(Saved entries)

────

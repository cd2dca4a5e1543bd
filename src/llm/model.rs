//! Chat completion model seam and the OpenAI-compatible implementation.

use crate::ChatMessage;
use crate::config::LlmConfig;
use crate::error::{LlmError, Result};

use anyhow::Context as _;
use async_trait::async_trait;

/// A model that turns an ordered prompt into a single reply.
#[async_trait]
pub trait ChatModel: Send + Sync + 'static {
    /// Model name used in logs.
    fn name(&self) -> &str;

    /// Complete the prompt. No retries; errors go straight to the caller.
    async fn complete(&self, messages: &[ChatMessage]) -> Result<String>;
}

/// Client for any `/v1/chat/completions` endpoint.
#[derive(Debug, Clone)]
pub struct OpenAiChatModel {
    http_client: reqwest::Client,
    api_key: String,
    base_url: String,
    model_name: String,
    temperature: f32,
}

impl OpenAiChatModel {
    pub fn new(config: &LlmConfig) -> Result<Self> {
        let http_client = reqwest::Client::builder()
            .timeout(config.timeout)
            .build()
            .with_context(|| "failed to build HTTP client")
            .map_err(LlmError::from)?;

        Ok(Self {
            http_client,
            api_key: config.api_key.expose().to_string(),
            base_url: config.base_url.clone(),
            model_name: config.model.clone(),
            temperature: config.temperature,
        })
    }

    fn chat_completions_url(&self) -> String {
        format!("{}/v1/chat/completions", self.base_url.trim_end_matches('/'))
    }
}

#[async_trait]
impl ChatModel for OpenAiChatModel {
    fn name(&self) -> &str {
        &self.model_name
    }

    async fn complete(&self, messages: &[ChatMessage]) -> Result<String> {
        let body = serde_json::json!({
            "model": self.model_name,
            "messages": messages,
            "temperature": self.temperature,
        });

        let response = self
            .http_client
            .post(self.chat_completions_url())
            .header("authorization", format!("Bearer {}", self.api_key))
            .header("content-type", "application/json")
            .json(&body)
            .send()
            .await
            .map_err(|e| LlmError::ProviderRequest(e.to_string()))?;

        let status = response.status();
        let response_text = response.text().await.map_err(|e| {
            LlmError::ProviderRequest(format!("failed to read response body: {e}"))
        })?;

        let response_body: serde_json::Value =
            serde_json::from_str(&response_text).map_err(|e| {
                LlmError::ProviderRequest(format!(
                    "OpenAI response ({status}) is not valid JSON: {e}\nBody: {}",
                    truncate_body(&response_text)
                ))
            })?;

        if !status.is_success() {
            let message = response_body["error"]["message"]
                .as_str()
                .unwrap_or("unknown error");
            return Err(LlmError::ProviderRequest(format!(
                "OpenAI API error ({status}): {message}"
            ))
            .into());
        }

        let reply = parse_openai_response(&response_body, &self.model_name)?;
        tracing::debug!(
            model = %self.model_name,
            prompt_tokens = response_body["usage"]["prompt_tokens"].as_u64().unwrap_or(0),
            completion_tokens = response_body["usage"]["completion_tokens"].as_u64().unwrap_or(0),
            "model call completed"
        );

        Ok(reply)
    }
}

/// Truncate a response body for error messages to avoid dumping megabytes of HTML.
fn truncate_body(body: &str) -> &str {
    let limit = 500;
    if body.len() <= limit {
        return body;
    }
    let mut end = limit;
    while !body.is_char_boundary(end) {
        end -= 1;
    }
    &body[..end]
}

fn parse_openai_response(body: &serde_json::Value, model_name: &str) -> Result<String> {
    let choice = &body["choices"][0]["message"];

    match choice["content"].as_str() {
        Some(text) if !text.is_empty() => Ok(text.to_string()),
        _ => {
            tracing::warn!(model = %model_name, choice = ?choice, "empty response from provider");
            Err(LlmError::EmptyResponse(model_name.to_string()).into())
        }
    }
}
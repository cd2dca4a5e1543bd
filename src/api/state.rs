//! Shared state for the HTTP handlers.

use crate::agent::ChatAgent;
use crate::config::Secret;

use std::sync::Arc;

/// State injected into every handler.
pub struct ApiState {
    /// Secret expected in `hub.verify_token`.
    pub verify_token: Secret,
    /// Orchestrator that answers inbound messages.
    pub agent: Arc<ChatAgent>,
}

impl ApiState {
    pub fn new(verify_token: Secret, agent: Arc<ChatAgent>) -> Self {
        Self {
            verify_token,
            agent,
        }
    }
}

────

» PROBLEM STATEMENT
Set down, exactly as they appear, the lines above from the first one to the line that holds "used in logs.", both included, please, and no others.

» TASK RESPONSE
repository cd2dca4a5e1543bd
filename src/llm/model.rs
//! Chat completion model seam and the OpenAI-compatible implementation.

use crate::ChatMessage;
use crate::config::LlmConfig;
use crate::error::{LlmError, Result};

use anyhow::Context as _;
use async_trait::async_trait;

/// A model that turns an ordered prompt into a single reply.
#[async_trait]
pub trait ChatModel: Send + Sync + 'static {
    /// Model name used in logs.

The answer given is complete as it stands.